*** Begin section ***

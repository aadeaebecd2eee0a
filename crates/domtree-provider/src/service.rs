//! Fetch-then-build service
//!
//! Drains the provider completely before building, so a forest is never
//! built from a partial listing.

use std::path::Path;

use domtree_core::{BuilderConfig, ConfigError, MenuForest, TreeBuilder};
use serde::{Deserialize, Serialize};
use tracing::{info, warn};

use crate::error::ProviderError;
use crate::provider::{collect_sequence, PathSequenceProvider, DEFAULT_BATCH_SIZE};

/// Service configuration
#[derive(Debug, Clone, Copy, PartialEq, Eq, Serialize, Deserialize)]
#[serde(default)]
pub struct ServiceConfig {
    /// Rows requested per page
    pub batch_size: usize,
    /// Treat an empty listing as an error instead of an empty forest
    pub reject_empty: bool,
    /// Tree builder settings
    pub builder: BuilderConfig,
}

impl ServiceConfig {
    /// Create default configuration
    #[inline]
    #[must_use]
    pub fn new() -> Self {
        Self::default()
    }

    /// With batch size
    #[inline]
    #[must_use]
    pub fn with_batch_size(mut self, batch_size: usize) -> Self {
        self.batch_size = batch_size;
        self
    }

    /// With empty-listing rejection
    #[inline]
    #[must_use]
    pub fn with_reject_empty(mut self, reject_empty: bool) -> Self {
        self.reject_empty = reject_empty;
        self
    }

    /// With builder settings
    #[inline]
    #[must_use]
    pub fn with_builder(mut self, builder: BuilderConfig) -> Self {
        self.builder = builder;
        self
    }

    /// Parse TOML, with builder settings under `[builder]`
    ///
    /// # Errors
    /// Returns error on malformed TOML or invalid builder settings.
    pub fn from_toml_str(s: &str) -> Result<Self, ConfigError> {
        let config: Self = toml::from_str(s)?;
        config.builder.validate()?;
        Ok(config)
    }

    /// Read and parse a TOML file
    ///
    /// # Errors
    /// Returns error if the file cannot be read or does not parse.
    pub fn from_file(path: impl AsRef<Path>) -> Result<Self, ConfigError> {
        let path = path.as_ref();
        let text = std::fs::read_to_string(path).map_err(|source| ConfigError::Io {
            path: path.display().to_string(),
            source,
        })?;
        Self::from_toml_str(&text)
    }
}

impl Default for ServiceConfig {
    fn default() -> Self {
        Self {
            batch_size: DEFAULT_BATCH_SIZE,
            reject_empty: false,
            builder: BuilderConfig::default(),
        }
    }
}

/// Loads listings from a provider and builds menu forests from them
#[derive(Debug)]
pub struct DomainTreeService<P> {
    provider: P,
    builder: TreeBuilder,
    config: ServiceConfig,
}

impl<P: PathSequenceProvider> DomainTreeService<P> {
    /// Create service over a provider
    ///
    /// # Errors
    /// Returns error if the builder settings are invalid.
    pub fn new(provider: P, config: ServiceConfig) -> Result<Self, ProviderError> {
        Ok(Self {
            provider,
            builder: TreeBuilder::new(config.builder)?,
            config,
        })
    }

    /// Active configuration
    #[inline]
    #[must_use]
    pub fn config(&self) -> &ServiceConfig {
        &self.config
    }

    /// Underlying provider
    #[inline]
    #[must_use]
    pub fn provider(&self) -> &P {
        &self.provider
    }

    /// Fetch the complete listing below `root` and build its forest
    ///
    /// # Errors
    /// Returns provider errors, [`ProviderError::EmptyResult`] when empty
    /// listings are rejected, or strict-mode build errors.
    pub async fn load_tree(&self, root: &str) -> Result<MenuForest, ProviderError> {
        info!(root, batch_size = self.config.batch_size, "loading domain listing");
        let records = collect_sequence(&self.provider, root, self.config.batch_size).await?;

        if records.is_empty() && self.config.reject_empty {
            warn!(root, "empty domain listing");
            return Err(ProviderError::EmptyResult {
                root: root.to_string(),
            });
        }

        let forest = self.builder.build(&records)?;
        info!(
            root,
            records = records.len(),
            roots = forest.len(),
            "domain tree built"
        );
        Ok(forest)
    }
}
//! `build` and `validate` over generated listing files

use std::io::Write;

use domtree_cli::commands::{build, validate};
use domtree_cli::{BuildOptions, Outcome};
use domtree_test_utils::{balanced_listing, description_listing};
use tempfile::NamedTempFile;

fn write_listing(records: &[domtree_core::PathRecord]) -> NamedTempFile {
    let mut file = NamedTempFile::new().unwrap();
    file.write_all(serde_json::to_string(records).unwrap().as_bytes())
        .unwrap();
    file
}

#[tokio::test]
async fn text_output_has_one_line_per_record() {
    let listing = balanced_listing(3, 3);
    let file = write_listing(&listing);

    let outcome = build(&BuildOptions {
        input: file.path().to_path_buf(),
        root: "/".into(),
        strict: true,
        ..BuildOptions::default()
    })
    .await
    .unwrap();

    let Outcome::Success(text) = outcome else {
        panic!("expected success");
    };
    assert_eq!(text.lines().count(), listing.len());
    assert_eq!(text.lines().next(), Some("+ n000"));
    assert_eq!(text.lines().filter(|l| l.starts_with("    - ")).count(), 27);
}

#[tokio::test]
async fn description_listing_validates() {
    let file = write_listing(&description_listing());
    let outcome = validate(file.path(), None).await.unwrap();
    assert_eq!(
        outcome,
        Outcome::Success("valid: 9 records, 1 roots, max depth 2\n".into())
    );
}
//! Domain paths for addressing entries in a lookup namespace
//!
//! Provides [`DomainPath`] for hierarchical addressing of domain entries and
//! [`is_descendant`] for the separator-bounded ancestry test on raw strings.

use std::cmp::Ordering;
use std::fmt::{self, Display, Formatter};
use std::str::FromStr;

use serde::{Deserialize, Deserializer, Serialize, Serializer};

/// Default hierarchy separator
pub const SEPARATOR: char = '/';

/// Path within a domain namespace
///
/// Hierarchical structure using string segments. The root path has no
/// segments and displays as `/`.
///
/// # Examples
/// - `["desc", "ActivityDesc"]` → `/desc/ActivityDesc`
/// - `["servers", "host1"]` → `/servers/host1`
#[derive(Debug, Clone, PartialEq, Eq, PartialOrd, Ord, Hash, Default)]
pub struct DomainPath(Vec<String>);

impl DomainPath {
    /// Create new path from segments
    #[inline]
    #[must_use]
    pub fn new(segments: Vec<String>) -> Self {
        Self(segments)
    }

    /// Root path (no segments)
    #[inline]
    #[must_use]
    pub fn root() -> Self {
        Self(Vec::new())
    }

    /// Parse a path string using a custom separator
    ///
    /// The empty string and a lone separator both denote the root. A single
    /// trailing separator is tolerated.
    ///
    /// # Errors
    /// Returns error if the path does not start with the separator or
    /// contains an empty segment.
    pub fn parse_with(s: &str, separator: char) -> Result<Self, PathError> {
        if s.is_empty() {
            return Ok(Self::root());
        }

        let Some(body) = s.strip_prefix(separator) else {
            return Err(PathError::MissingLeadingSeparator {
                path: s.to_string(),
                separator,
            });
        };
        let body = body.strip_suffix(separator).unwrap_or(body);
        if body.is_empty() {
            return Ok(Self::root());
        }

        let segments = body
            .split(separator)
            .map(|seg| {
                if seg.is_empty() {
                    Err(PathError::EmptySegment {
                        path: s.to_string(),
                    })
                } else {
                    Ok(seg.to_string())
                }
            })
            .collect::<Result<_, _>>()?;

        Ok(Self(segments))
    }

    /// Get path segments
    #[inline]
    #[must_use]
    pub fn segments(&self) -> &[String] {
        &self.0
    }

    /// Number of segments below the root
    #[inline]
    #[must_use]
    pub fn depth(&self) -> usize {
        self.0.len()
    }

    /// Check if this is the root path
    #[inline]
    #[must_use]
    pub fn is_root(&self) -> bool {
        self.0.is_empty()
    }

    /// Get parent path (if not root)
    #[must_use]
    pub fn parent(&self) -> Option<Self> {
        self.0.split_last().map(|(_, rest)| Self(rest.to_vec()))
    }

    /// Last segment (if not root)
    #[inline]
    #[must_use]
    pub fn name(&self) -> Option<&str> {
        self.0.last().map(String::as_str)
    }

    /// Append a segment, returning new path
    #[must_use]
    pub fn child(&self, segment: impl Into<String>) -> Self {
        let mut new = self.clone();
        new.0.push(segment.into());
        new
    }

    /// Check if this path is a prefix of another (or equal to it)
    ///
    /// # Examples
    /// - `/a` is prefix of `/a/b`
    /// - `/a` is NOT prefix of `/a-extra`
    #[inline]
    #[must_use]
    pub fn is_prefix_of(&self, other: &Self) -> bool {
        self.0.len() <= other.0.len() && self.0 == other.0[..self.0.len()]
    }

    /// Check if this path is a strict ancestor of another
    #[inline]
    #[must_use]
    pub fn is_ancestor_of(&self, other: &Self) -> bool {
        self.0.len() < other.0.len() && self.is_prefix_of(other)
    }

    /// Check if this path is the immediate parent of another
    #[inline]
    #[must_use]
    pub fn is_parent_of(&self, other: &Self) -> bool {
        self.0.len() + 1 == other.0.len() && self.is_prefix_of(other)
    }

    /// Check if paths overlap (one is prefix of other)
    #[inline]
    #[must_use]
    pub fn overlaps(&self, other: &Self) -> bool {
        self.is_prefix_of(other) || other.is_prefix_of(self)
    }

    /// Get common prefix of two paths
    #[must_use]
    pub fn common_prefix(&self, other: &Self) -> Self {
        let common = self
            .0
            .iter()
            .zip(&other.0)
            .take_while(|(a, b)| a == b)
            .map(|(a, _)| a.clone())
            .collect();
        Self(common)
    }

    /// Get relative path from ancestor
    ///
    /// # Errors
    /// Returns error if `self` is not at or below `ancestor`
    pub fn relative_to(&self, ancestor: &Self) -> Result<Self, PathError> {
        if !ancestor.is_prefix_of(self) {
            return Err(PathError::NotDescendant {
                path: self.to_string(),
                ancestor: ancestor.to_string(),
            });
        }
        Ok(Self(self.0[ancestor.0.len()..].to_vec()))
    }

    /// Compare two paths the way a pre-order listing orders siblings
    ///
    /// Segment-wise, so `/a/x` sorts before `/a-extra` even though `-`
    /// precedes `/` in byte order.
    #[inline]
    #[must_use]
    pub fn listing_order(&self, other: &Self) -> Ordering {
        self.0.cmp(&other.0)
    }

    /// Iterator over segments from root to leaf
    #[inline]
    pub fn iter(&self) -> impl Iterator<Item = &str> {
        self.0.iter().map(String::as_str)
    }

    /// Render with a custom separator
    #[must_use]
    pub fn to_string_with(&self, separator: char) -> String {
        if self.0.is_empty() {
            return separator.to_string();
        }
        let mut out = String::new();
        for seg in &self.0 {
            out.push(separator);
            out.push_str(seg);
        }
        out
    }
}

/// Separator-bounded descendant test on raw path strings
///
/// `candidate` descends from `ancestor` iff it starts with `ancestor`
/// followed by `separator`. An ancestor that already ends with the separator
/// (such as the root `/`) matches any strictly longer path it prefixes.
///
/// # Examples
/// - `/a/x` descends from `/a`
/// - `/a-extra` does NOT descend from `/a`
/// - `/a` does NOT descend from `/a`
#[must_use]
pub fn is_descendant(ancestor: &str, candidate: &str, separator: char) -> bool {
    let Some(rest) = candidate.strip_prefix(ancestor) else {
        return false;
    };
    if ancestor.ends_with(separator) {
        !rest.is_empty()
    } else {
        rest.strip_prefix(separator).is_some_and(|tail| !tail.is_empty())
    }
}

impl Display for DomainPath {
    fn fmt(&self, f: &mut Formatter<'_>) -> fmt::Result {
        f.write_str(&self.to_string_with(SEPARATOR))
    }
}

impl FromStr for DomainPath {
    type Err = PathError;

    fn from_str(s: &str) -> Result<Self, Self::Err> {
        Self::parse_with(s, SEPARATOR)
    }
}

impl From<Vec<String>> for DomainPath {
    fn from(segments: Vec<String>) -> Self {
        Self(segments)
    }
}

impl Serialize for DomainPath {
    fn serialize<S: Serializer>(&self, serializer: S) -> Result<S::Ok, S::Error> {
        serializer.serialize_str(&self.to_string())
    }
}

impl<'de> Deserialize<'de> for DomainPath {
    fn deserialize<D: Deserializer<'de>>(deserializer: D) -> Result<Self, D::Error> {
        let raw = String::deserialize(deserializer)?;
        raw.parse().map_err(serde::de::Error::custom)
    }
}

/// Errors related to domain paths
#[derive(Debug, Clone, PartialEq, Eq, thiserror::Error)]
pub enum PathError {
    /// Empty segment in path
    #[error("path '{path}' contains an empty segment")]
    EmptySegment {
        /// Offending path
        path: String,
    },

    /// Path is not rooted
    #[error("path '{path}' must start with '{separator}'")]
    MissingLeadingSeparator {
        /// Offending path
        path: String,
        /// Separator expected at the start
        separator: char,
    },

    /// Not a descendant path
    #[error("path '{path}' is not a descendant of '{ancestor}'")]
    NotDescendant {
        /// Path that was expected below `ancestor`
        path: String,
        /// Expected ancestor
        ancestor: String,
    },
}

*** End section ***

**Work to be completed:**
Each line above from the one with "pub fn with_builder(mut" up to and including the one with "settings are invalid." must be set down exactly, and no line outside that span may appear.

**Response box:**
    pub fn with_builder(mut self, builder: BuilderConfig) -> Self {
        self.builder = builder;
        self
    }

    /// Parse TOML, with builder settings under `[builder]`
    ///
    /// # Errors
    /// Returns error on malformed TOML or invalid builder settings.
    pub fn from_toml_str(s: &str) -> Result<Self, ConfigError> {
        let config: Self = toml::from_str(s)?;
        config.builder.validate()?;
        Ok(config)
    }

    /// Read and parse a TOML file
    ///
    /// # Errors
    /// Returns error if the file cannot be read or does not parse.
    pub fn from_file(path: impl AsRef<Path>) -> Result<Self, ConfigError> {
        let path = path.as_ref();
        let text = std::fs::read_to_string(path).map_err(|source| ConfigError::Io {
            path: path.display().to_string(),
            source,
        })?;
        Self::from_toml_str(&text)
    }
}

impl Default for ServiceConfig {
    fn default() -> Self {
        Self {
            batch_size: DEFAULT_BATCH_SIZE,
            reject_empty: false,
            builder: BuilderConfig::default(),
        }
    }
}

/// Loads listings from a provider and builds menu forests from them
#[derive(Debug)]
pub struct DomainTreeService<P> {
    provider: P,
    builder: TreeBuilder,
    config: ServiceConfig,
}

impl<P: PathSequenceProvider> DomainTreeService<P> {
    /// Create service over a provider
    ///
    /// # Errors
    /// Returns error if the builder settings are invalid.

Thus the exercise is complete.